'''
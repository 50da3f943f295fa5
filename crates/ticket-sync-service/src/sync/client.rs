//! 票务平台 API 客户端
//!
//! 轮询对账拉取活动与订单列表，Eventbrite webhook 未内嵌订单时按 api_url 拉取订单。
//! 每个客户端内置最小请求间隔限流，瞬时错误（超时、429、5xx）按共享重试策略退避重试。

use std::time::Duration;

use async_trait::async_trait;
use chrono::{DateTime, Utc};
use reqwest::StatusCode;
use serde::{Deserialize, Serialize};
use serde_json::Value;
use tokio::sync::Mutex;
use tokio::time::Instant;
use tracing::debug;

use ticket_shared::config::PlatformApiConfig;
use ticket_shared::error::SharedError;
use ticket_shared::retry::{RetryPolicy, retry_with_policy};

use crate::error::{IngestError, Result};
use crate::models::Platform;
use crate::normalizer::{first_string, parse_timestamp};

/// 一页数据
#[derive(Debug, Clone, PartialEq)]
pub struct Page<T> {
    pub items: Vec<T>,
    pub has_more: bool,
    /// 平台报告的总条数（若提供）
    pub total: Option<u64>,
}

impl<T> Page<T> {
    pub fn last(items: Vec<T>) -> Self {
        Self {
            items,
            has_more: false,
            total: None,
        }
    }
}

/// 平台侧的活动
#[derive(Debug, Clone, PartialEq, Serialize, Deserialize)]
pub struct ExternalEvent {
    pub id: String,
    pub name: Option<String>,
    pub starts_at: Option<DateTime<Utc>>,
}

#[cfg_attr(test, mockall::automock)]
#[async_trait]
pub trait PlatformApiClient: Send + Sync {
    fn platform(&self) -> Platform;

    /// 页码从 1 开始
    async fn list_events(&self, page: u32) -> Result<Page<ExternalEvent>>;

    async fn list_orders(&self, external_event_id: &str, page: u32) -> Result<Page<Value>>;

    async fn fetch_order(&self, url: &str) -> Result<Value>;
}

// ==================== HTTP 传输 ====================

/// 两个平台共用的 HTTP 传输：Bearer 认证、限流、重试
struct ApiTransport {
    platform: Platform,
    base_url: String,
    token: Option<String>,
    client: reqwest::Client,
    min_interval: Duration,
    last_request: Mutex<Option<Instant>>,
    retry: RetryPolicy,
}

impl ApiTransport {
    fn new(platform: Platform, config: &PlatformApiConfig) -> Self {
        let client = reqwest::Client::builder()
            .timeout(Duration::from_secs(config.request_timeout_secs))
            .build()
            .unwrap_or_else(|_| reqwest::Client::new());

        Self {
            platform,
            base_url: config.base_url.trim_end_matches('/').to_string(),
            token: config.api_token.clone().filter(|t| !t.is_empty()),
            client,
            min_interval: Duration::from_millis(config.min_request_interval_ms),
            last_request: Mutex::new(None),
            retry: RetryPolicy::default(),
        }
    }

    fn url(&self, path: &str) -> String {
        format!("{}{}", self.base_url, path)
    }

    /// 载荷给出的订单地址必须与 base_url 同源（协议、主机、端口），否则不携带令牌发起请求
    fn ensure_same_origin(&self, url: &str) -> Result<()> {
        let target = reqwest::Url::parse(url)
            .map_err(|e| IngestError::Validation(format!("订单地址无效: {}", e)))?;
        let same_origin = reqwest::Url::parse(&self.base_url).is_ok_and(|base| {
            base.scheme() == target.scheme()
                && base.host_str() == target.host_str()
                && base.port_or_known_default() == target.port_or_known_default()
        });

        if !same_origin {
            return Err(IngestError::Validation(format!(
                "订单地址不属于 {} API: {}",
                self.platform, url
            )));
        }
        Ok(())
    }

    /// 串行化请求并保证相邻两次请求的最小间隔
    async fn throttle(&self) {
        let mut last = self.last_request.lock().await;
        if let Some(previous) = *last {
            let elapsed = previous.elapsed();
            if elapsed < self.min_interval {
                tokio::time::sleep(self.min_interval - elapsed).await;
            }
        }
        *last = Some(Instant::now());
    }

    async fn get_json(&self, url: &str, query: &[(&str, String)]) -> Result<Value> {
        let operation = format!("{}.get", self.platform);
        let value = retry_with_policy(&self.retry, &operation, SharedError::is_retryable, || {
            self.get_once(url, query)
        })
        .await?;
        Ok(value)
    }

    async fn get_once(
        &self,
        url: &str,
        query: &[(&str, String)],
    ) -> std::result::Result<Value, SharedError> {
        self.throttle().await;
        let service = self.platform.to_string();
        debug!(platform = %self.platform, url, "请求平台 API");

        let mut request = self.client.get(url).query(query);
        if let Some(token) = &self.token {
            request = request.bearer_auth(token);
        }

        let response = request.send().await.map_err(|e| {
            if e.is_timeout() {
                SharedError::ExternalServiceTimeout {
                    service: service.clone(),
                }
            } else {
                SharedError::ExternalService {
                    service: service.clone(),
                    message: e.to_string(),
                }
            }
        })?;

        let status = response.status();
        if status == StatusCode::TOO_MANY_REQUESTS {
            return Err(SharedError::RateLimitExceeded { operation: service });
        }
        if status.is_server_error() {
            return Err(SharedError::ExternalServiceUnavailable {
                service,
                status: status.as_u16(),
            });
        }
        if !status.is_success() {
            return Err(SharedError::ExternalService {
                service,
                message: format!("HTTP {}", status),
            });
        }

        response
            .json::<Value>()
            .await
            .map_err(|e| SharedError::ExternalService {
                service,
                message: format!("响应不是合法的 JSON: {}", e),
            })
    }
}

fn array_at(value: &Value, key: &str) -> Vec<Value> {
    value
        .get(key)
        .and_then(Value::as_array)
        .cloned()
        .unwrap_or_default()
}

// ==================== Humanitix ====================

pub struct HumanitixClient {
    transport: ApiTransport,
    page_size: u32,
}

impl HumanitixClient {
    pub fn new(config: &PlatformApiConfig) -> Self {
        Self {
            transport: ApiTransport::new(Platform::Humanitix, config),
            page_size: config.page_size.max(1),
        }
    }

    /// Humanitix 只返回总数，按 页码 × 页大小 与总数比较判断是否还有下一页；
    /// 未返回总数时以整页作为还有下一页的信号
    fn page_of<T>(&self, items: Vec<T>, body: &Value, page: u32) -> Page<T> {
        let total = body.get("total").and_then(Value::as_u64);
        let has_more = match total {
            Some(total) => u64::from(page) * u64::from(self.page_size) < total,
            None => items.len() as u64 >= u64::from(self.page_size),
        };
        Page {
            items,
            has_more,
            total,
        }
    }

    fn paging(&self, page: u32) -> Vec<(&'static str, String)> {
        vec![
            ("page", page.to_string()),
            ("pageSize", self.page_size.to_string()),
        ]
    }
}

#[async_trait]
impl PlatformApiClient for HumanitixClient {
    fn platform(&self) -> Platform {
        Platform::Humanitix
    }

    async fn list_events(&self, page: u32) -> Result<Page<ExternalEvent>> {
        let body = self
            .transport
            .get_json(&self.transport.url("/events"), &self.paging(page))
            .await?;

        let events = array_at(&body, "events")
            .iter()
            .filter_map(|event| {
                Some(ExternalEvent {
                    id: first_string(event, &["_id", "id"])?,
                    name: first_string(event, &["name"]),
                    starts_at: parse_timestamp(event.get("startDate")),
                })
            })
            .collect();
        Ok(self.page_of(events, &body, page))
    }

    async fn list_orders(&self, external_event_id: &str, page: u32) -> Result<Page<Value>> {
        let path = format!("/events/{}/orders", external_event_id);
        let body = self
            .transport
            .get_json(&self.transport.url(&path), &self.paging(page))
            .await?;

        let orders = array_at(&body, "orders");
        Ok(self.page_of(orders, &body, page))
    }

    async fn fetch_order(&self, url: &str) -> Result<Value> {
        self.transport.ensure_same_origin(url)?;
        self.transport.get_json(url, &[]).await
    }
}

// ==================== Eventbrite ====================

pub struct EventbriteClient {
    transport: ApiTransport,
}

impl EventbriteClient {
    pub fn new(config: &PlatformApiConfig) -> Self {
        Self {
            transport: ApiTransport::new(Platform::Eventbrite, config),
        }
    }

    fn page_of<T>(items: Vec<T>, body: &Value) -> Page<T> {
        let pagination = body.get("pagination");
        Page {
            items,
            has_more: pagination
                .and_then(|p| p.get("has_more_items"))
                .and_then(Value::as_bool)
                .unwrap_or(false),
            total: pagination
                .and_then(|p| p.get("object_count"))
                .and_then(Value::as_u64),
        }
    }
}

#[async_trait]
impl PlatformApiClient for EventbriteClient {
    fn platform(&self) -> Platform {
        Platform::Eventbrite
    }

    async fn list_events(&self, page: u32) -> Result<Page<ExternalEvent>> {
        let body = self
            .transport
            .get_json(
                &self.transport.url("/users/me/owned_events/"),
                &[("page", page.to_string())],
            )
            .await?;

        let events = array_at(&body, "events")
            .iter()
            .filter_map(|event| {
                Some(ExternalEvent {
                    id: first_string(event, &["id"])?,
                    name: event
                        .get("name")
                        .and_then(|n| first_string(n, &["text"]))
                        .or_else(|| first_string(event, &["name"])),
                    starts_at: event
                        .get("start")
                        .and_then(|s| parse_timestamp(s.get("utc"))),
                })
            })
            .collect();
        Ok(Self::page_of(events, &body))
    }

    async fn list_orders(&self, external_event_id: &str, page: u32) -> Result<Page<Value>> {
        let path = format!("/events/{}/orders/", external_event_id);
        let body = self
            .transport
            .get_json(
                &self.transport.url(&path),
                &[("page", page.to_string()), ("expand", "attendees".to_string())],
            )
            .await?;

        let orders = array_at(&body, "orders");
        Ok(Self::page_of(orders, &body))
    }

    async fn fetch_order(&self, url: &str) -> Result<Value> {
        self.transport.ensure_same_origin(url)?;
        self.transport
            .get_json(url, &[("expand", "attendees".to_string())])
            .await
    }
}

#[cfg(test)]
mod tests {
    use super::*;
    use serde_json::json;

    fn config() -> PlatformApiConfig {
        PlatformApiConfig {
            base_url: "https://api.example.com/v1/".into(),
            page_size: 2,
            ..Default::default()
        }
    }

    #[test]
    fn test_humanitix_paging_by_total() {
        let client = HumanitixClient::new(&config());
        let body = json!({"total": 3});

        let first = client.page_of(vec![1, 2], &body, 1);
        assert!(first.has_more);
        assert_eq!(first.total, Some(3));

        let second = client.page_of(vec![3], &body, 2);
        assert!(!second.has_more);
    }

    #[test]
    fn test_humanitix_paging_without_total() {
        let client = HumanitixClient::new(&config());
        assert!(client.page_of(vec![1, 2], &json!({}), 1).has_more);
        assert!(!client.page_of(vec![1], &json!({}), 2).has_more);
    }

    #[test]
    fn test_eventbrite_pagination_block() {
        let body = json!({"pagination": {"has_more_items": true, "object_count": 120}});
        let page = EventbriteClient::page_of(vec!["a"], &body);
        assert!(page.has_more);
        assert_eq!(page.total, Some(120));

        assert!(!EventbriteClient::page_of(vec!["a"], &json!({})).has_more);
    }

    #[test]
    fn test_base_url_trailing_slash_trimmed() {
        let transport = ApiTransport::new(Platform::Humanitix, &config());
        assert_eq!(
            transport.url("/events"),
            "https://api.example.com/v1/events"
        );
    }

    fn eventbrite_config() -> PlatformApiConfig {
        PlatformApiConfig {
            base_url: "https://www.eventbriteapi.com/v3".into(),
            api_token: Some("eb-token".into()),
            ..Default::default()
        }
    }

    #[test]
    fn test_same_origin_order_url_allowed() {
        let transport = ApiTransport::new(Platform::Eventbrite, &eventbrite_config());
        assert!(
            transport
                .ensure_same_origin("https://www.eventbriteapi.com/v3/events/1/orders/2/")
                .is_ok()
        );
        assert!(
            transport
                .ensure_same_origin("https://www.eventbriteapi.com:443/v3/events/1/orders/2/")
                .is_ok()
        );
    }

    #[test]
    fn test_foreign_order_url_rejected() {
        let transport = ApiTransport::new(Platform::Eventbrite, &eventbrite_config());
        for url in [
            "http://127.0.0.1:8080/events/1/orders/2/",
            "http://www.eventbriteapi.com/v3/events/1/orders/2/",
            "https://www.eventbriteapi.com.attacker.test/v3/events/1/orders/2/",
            "https://www.eventbriteapi.com:8443/v3/events/1/orders/2/",
            "not a url",
        ] {
            let err = transport.ensure_same_origin(url).unwrap_err();
            assert!(matches!(err, IngestError::Validation(_)), "{url}");
        }
    }

    #[tokio::test]
    async fn test_fetch_order_refuses_foreign_host_without_request() {
        // 地址校验在发请求之前，不可达的主机也会立即返回校验错误
        let client = EventbriteClient::new(&eventbrite_config());
        let err = client
            .fetch_order("http://127.0.0.1:9/events/1/orders/2/")
            .await
            .unwrap_err();
        assert_eq!(err.code(), "VALIDATION_ERROR");
        assert!(!err.is_retryable());

        let client = HumanitixClient::new(&config());
        let err = client
            .fetch_order("https://evil.example.net/v1/orders/1")
            .await
            .unwrap_err();
        assert_eq!(err.code(), "VALIDATION_ERROR");
    }

    #[tokio::test(start_paused = true)]
    async fn test_throttle_enforces_min_interval() {
        let mut cfg = config();
        cfg.min_request_interval_ms = 250;
        let transport = ApiTransport::new(Platform::Eventbrite, &cfg);

        let start = Instant::now();
        transport.throttle().await;
        transport.throttle().await;
        transport.throttle().await;
        assert!(start.elapsed() >= Duration::from_millis(500));
    }
}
'''
WHAT YOU NEED TO DO | What is the number of lines in the data that contain "message"? Write that number and nothing else.

OUTPUT BELOW | 3